Le Gabon a officialisé sa décision de ne pas prolonger l’accord de partenariat de pêche avec l’Union européenne, arrivé à échéance le 28 juin 2026. Ce choix stratégique traduit la volonté des autorités de reprendre la main sur leurs ressources halieutiques et d’en tirer de meilleurs bénéfices pour l’économie nationale.
un bilan jugé insuffisant
Du côté de Libreville, le principal grief porte sur le faible montant des recettes générées par cet accord, estimé à environ 2,6 millions d’euros par an (soit près de 1,7 milliard de FCFA). Une somme jugée très en deçà de la valeur réelle des captures effectuées dans les eaux gabonaises.
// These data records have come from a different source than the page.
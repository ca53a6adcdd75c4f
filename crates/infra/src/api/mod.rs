//! REST API access for the CRM backend

mod auth;
mod client;
mod errors;

pub use auth::{AccessTokenProvider, StaticTokenProvider};
pub use client::{ApiClient, ApiClientConfig};
pub use errors::{ApiError, ApiErrorCategory};
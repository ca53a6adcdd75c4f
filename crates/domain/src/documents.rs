//! Document path resolution
//!
//! Uploaded documents come back from the backend as server-relative paths,
//! sometimes with Windows separators. Before a path is rendered as a link it
//! is normalised and resolved against the configured API base URL.

use url::Url;

use crate::errors::{CrmError, Result};

/// Resolve a server-relative document path against the API base URL.
///
/// Backslashes are normalised to forward slashes and a leading slash is
/// tolerated, so `uploads\\docs\\req.pdf` and `/uploads/docs/req.pdf` both
/// resolve to `<base>/uploads/docs/req.pdf`.
///
/// # Errors
/// Returns `CrmError::Config` when the base URL itself does not parse, and
/// `CrmError::InvalidInput` when the joined path is not a valid URL.
pub fn resolve_document_url(base_url: &str, path: &str) -> Result<String> {
    let normalized = path.replace('\\', "/");
    let relative = normalized.trim_start_matches('/');

    // A trailing slash on the base keeps the last path segment intact on join
    let mut base = base_url.trim_end_matches('/').to_string();
    base.push('/');

    let base = Url::parse(&base)
        .map_err(|e| CrmError::Config(format!("Invalid API base URL {}: {}", base_url, e)))?;
    let joined = base
        .join(relative)
        .map_err(|e| CrmError::InvalidInput(format!("Invalid document path {}: {}", path, e)))?;

    Ok(joined.to_string())
}

#[cfg(test)]
mod tests {
    use super::*;

    #[test]
    fn resolves_relative_path() {
        let url = resolve_document_url("https://crm.example.com", "uploads/req.pdf").unwrap();
        assert_eq!(url, "https://crm.example.com/uploads/req.pdf");
    }

    #[test]
    fn normalizes_windows_separators() {
        let url =
            resolve_document_url("https://crm.example.com/", "uploads\\docs\\req.pdf").unwrap();
        assert_eq!(url, "https://crm.example.com/uploads/docs/req.pdf");
    }

    #[test]
    fn tolerates_leading_slash() {
        let url = resolve_document_url("https://crm.example.com", "/uploads/req.pdf").unwrap();
        assert_eq!(url, "https://crm.example.com/uploads/req.pdf");
    }

    #[test]
    fn rejects_invalid_base() {
        let err = resolve_document_url("not a url", "uploads/req.pdf").unwrap_err();
        assert!(matches!(err, CrmError::Config(_)));
    }
}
Désormais, le gouvernement entend miser sur la transformation locale du thon. L’objectif est de créer davantage d’emplois, d’attirer des investissements industriels et de générer une plus forte valeur ajoutée sur le territoire.
vers un partenariat plus équilibré
Cette nouvelle orientation s’inscrit dans une stratégie plus large de souveraineté économique et de développement de l’économie bleue. Les discussions avec Bruxelles ne sont pas totalement closes, mais le Gabon affiche clairement son ambition : obtenir un partenariat plus équilibré et plus profitable à son économie.